- _RECORDS SUPPLIED_:

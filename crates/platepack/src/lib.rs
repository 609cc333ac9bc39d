//! # Platepack
//!
//! Deterministic 2D packing of part footprints on a fixed build plate.
//!
//! Parts are represented by their axis-aligned bounding boxes; the engine
//! arranges them without overlap, keeps a configurable clearance between
//! neighbors, and reports each box's position together with an optional
//! 90 degree rotation — or a failure when no arrangement is found.
//!
//! ## Quick Start
//!
//! ```rust
//! use platepack::{BoxSize, Config, Plate, PlatePacker};
//!
//! let plate = Plate::new(200.0, 200.0);
//! let boxes = vec![
//!     BoxSize::new(60.0, 40.0),
//!     BoxSize::new(80.0, 80.0),
//!     BoxSize::new(120.0, 20.0),
//! ];
//!
//! let packer = PlatePacker::new(plate, boxes).with_config(Config::new().with_min_gap(5.0));
//! let result = packer.pack().unwrap();
//! for placement in &result.placements {
//!     println!(
//!         "box {} at ({}, {}), rotated: {}",
//!         placement.index,
//!         placement.x(),
//!         placement.y(),
//!         placement.is_rotated()
//!     );
//! }
//! ```
//!
//! ## Feature Flags
//!
//! - `d2` (default): the 2D packing engine
//! - `serde`: serialization support

/// Core types.
pub use platepack_core as core;

/// 2D packing engine.
#[cfg(feature = "d2")]
pub use platepack_d2 as d2;

// Re-export commonly used types at root level
pub use platepack_core::{BoxSize, Config, Orientation, Placement, Position, SolveResult};

#[cfg(feature = "d2")]
pub use platepack_d2::{Plate, PlatePacker};
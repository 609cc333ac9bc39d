//! Piecewise-constant skyline functions.
//!
//! A skyline is a piecewise constant function defined on an interval of
//! non-negative numbers starting at zero. It is encoded as an ordered list
//! of breakpoints, where each breakpoint's key marks the end of an interval
//! of constancy and its value is the constant function value on that
//! interval. Read left to right, a skyline is the silhouette of all placed
//! boxes as seen from one axis.

/// An ordered-breakpoint step function over `[0, axis_length]`.
///
/// By construction the largest key always reaches the axis length of the
/// plate, so any look-ahead query past a valid position finds a defined
/// value.
#[derive(Debug, Clone, Default, PartialEq)]
pub(crate) struct Skyline {
    /// Breakpoints as (interval end, value), strictly increasing by key.
    steps: Vec<(f64, f64)>,
}

impl Skyline {
    /// Creates an empty skyline.
    pub(crate) fn new() -> Self {
        Self::default()
    }

    /// Initializes the skyline for a single box resting at the origin.
    ///
    /// `extent` is the box projection along this skyline's axis, `value`
    /// the box extent along the perpendicular axis and `axis_length` the
    /// plate extent along this skyline's axis. When the box spans the whole
    /// axis the boundary breakpoint coincides with the box breakpoint and
    /// is not duplicated.
    pub(crate) fn seed(&mut self, extent: f64, value: f64, axis_length: f64) {
        self.steps.clear();
        self.steps.push((extent, value));
        if axis_length != extent {
            self.steps.push((axis_length, 0.0));
        }
    }

    /// Index of the first breakpoint with key strictly greater than `key`.
    fn upper_bound(&self, key: f64) -> usize {
        self.steps.partition_point(|&(end, _)| end <= key)
    }

    /// Index of the first breakpoint with key not less than `key`.
    fn lower_bound(&self, key: f64) -> usize {
        self.steps.partition_point(|&(end, _)| end < key)
    }

    /// Largest value among breakpoints with keys strictly beyond `key`.
    ///
    /// Returns `None` only when no breakpoint lies beyond `key`; for any
    /// query at most the axis length minus a positive box extent, the
    /// boundary breakpoint keeps the range non-empty.
    pub(crate) fn max_value_beyond(&self, key: f64) -> Option<f64> {
        let start = self.upper_bound(key);
        self.steps[start..].iter().map(|&(_, v)| v).reduce(f64::max)
    }

    /// Largest value among breakpoints whose keys fall in `(lo, hi]`,
    /// widened by one breakpoint past `hi`.
    ///
    /// The widening guarantees a non-empty query range even when no
    /// breakpoint falls strictly inside the span, picking up the value of
    /// the interval of constancy that covers `hi`.
    pub(crate) fn max_value_in_span(&self, lo: f64, hi: f64) -> Option<f64> {
        let start = self.upper_bound(lo);
        let stop = (self.lower_bound(hi) + 1).min(self.steps.len());
        if start >= stop {
            return None;
        }
        self.steps[start..stop]
            .iter()
            .map(|&(_, v)| v)
            .reduce(f64::max)
    }

    /// Incorporates a box silhouette covering `(lo, hi]` with the given
    /// perpendicular extent.
    ///
    /// All breakpoints inside the covered span are removed and replaced by
    /// two new ones: `(hi, value)` for the box itself and `(lo, carried)`
    /// preserving the previously obscured value to the left of the span.
    /// The second insert is skipped when `lo` already is a breakpoint.
    pub(crate) fn cover(&mut self, lo: f64, hi: f64, value: f64) {
        let start = self.upper_bound(lo);
        debug_assert!(start < self.steps.len(), "cover past skyline end");
        let carried = self.steps[start].1;

        let stop = self.upper_bound(hi);
        self.steps.drain(start..stop);

        self.steps.insert(start, (hi, value));
        if start == 0 || self.steps[start - 1].0 != lo {
            self.steps.insert(start, (lo, carried));
        }
    }

    /// The raw breakpoints, for consistency checks in tests.
    #[cfg(test)]
    pub(crate) fn breakpoints(&self) -> &[(f64, f64)] {
        &self.steps
    }
}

- _WORK TO BE COMPLETED_:
Answer with one number only, the count of lines in the material above that hold "packing".

- _TASK SOLUTION_:
3